The New Jersey experimental hip-hop duo deliver more disturbing dispatches from the dark depths of the human psyche
You’re probably not gonna hear the music of Fatboi Sharif on a major editorial playlist or going viral on TikTok. Nonetheless, it feels like he’s built a reputation as an in-demand star over the past few years. At least in the circles of a certain strand of underground hip-hop. With a prolific streak of features, including stablemates of Danny Brown’s Bruiser Brigade and Billy Woods’ Backwoodz Studioz. He appears like a mythic force of nature, a cult of personality that inevitably steals any scene he’s in. The New Jersey native is ostensibly a rapper, but it feels wholly inadequate to pigeonhole him with any typical genre descriptors.
That’s not to discount his rapping. With the erratic charisma of ODB and the occasional hint of Big Pun in his cadence; Sharif can rap. He proves it here, on Battlestar Galactica, where he adopts something closer to a conventional flow in his rhymes. But he isn’t really concerned with the conventional. It’s often less rap, and more spoken word – minus the tedious insufferability of spoken word. Instead, he’s more likely to distort or slow his vocal delivery to a pained, ghoulish crawl. Shafir is a true experimentalist; a man dealing in the unknown, a man in search of the new.
From the album’s opening moments, when a stuttering beat morphs into a murky dirge, it signals to always expect the unexpected. There’s very little in the way of typical song structures across the album’s 16 tracks. You might say there’s a lot of beat switches, but even the word ‘beat’ doesn’t feel quite right. These sound like flickering holograms collapsing in on themselves, only to be replaced by transmissions shot in from another dimension. This is a collage of sounds, more than a collection of songs.
Sharif is backed up on Let Me Out by one of his frequent collaborators, Driveby. The New Jersey producer has also emerged as a notable name on the experimental rap scene in the past few years, most recently delivering a kind of warped R&B on 2024’s impressive, A Carfull, with Wavy Bagels. The scope of sounds he conjures up here goes far beyond hip-hop, often barely recognisable as conforming to any particular genre; they’re twisted, mangled forms of something that once was. There’s eerie, ambient drones, and abstract jazz, which is … even more abstract. But he also provides flashes of surprisingly sweet soul loops; brief moments of comfort amidst the madness.
This is really the only appropriate canvas for Sharif to sketch out his visions. The paradox of Sharif’s lyrical style is that he’s both vividly descriptive, yet largely indecipherable. His words seemingly reflect something otherworldly; they’re borne of post-apocalyptic and sci-fi signifiers. Yet, if you pay attention, these are bizarrely grim scenes that could very much be borne from our reality – “bestiality at the Fyre Festival”. A name check in one song title feels like a particularly relevant reference point – Basquiat. The spirit of Sharif’s work lies in expressionism; his use of harsh, hauntingly evocative imagery capturing life’s absurd horrors.
Trying to truly understand a Fatboi Sharif project feels somewhat futile.
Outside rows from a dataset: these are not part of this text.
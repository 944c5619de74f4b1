//! List: one page of instances per invocation

use super::{HandlerEvent, HandlerOutput, HandlerRequest, Handlers};
use crate::model::DbInstance;
use crate::rules;
use reconcile::{Operation, Pipeline};

pub(super) fn handle(h: &Handlers<'_>, request: HandlerRequest) -> HandlerEvent {
    let HandlerRequest {
        desired,
        context,
        next_token,
        ..
    } = request;
    let poller = h.poller();

    Pipeline::new(Operation::List).rules(&rules::DEFAULT).run(
        desired,
        context,
        &poller,
        |_: &DbInstance, _| {
            h.api
                .list_db_instances(next_token.as_deref())
                .map(|page| Some(HandlerOutput::Page(page)))
        },
    )
}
But to borrow a a quote from Will Ferrell (and a formerly great innovator of a more conventional form of hip-hop) – “No one knows what it means, but it’s provocative.” Sharif’s music isn’t catchy, it’s not easy to comprehend, it’s not a particularly pleasant experience, yet it always feels like you’re witnessing something utterly compelling and magnetic. Sometimes you just have to appreciate an artist at work; a surrealist philosopher reflecting the grotesque terror of our times.
Rating:

Best tunes: Battlestar Galactica, Swim Team Audible Function, Elvira’s Wedding Ring, Basquiat Painted Transylvania (feat. Lungs)
Let Me Out is available to purchase via Deathbomb Arc.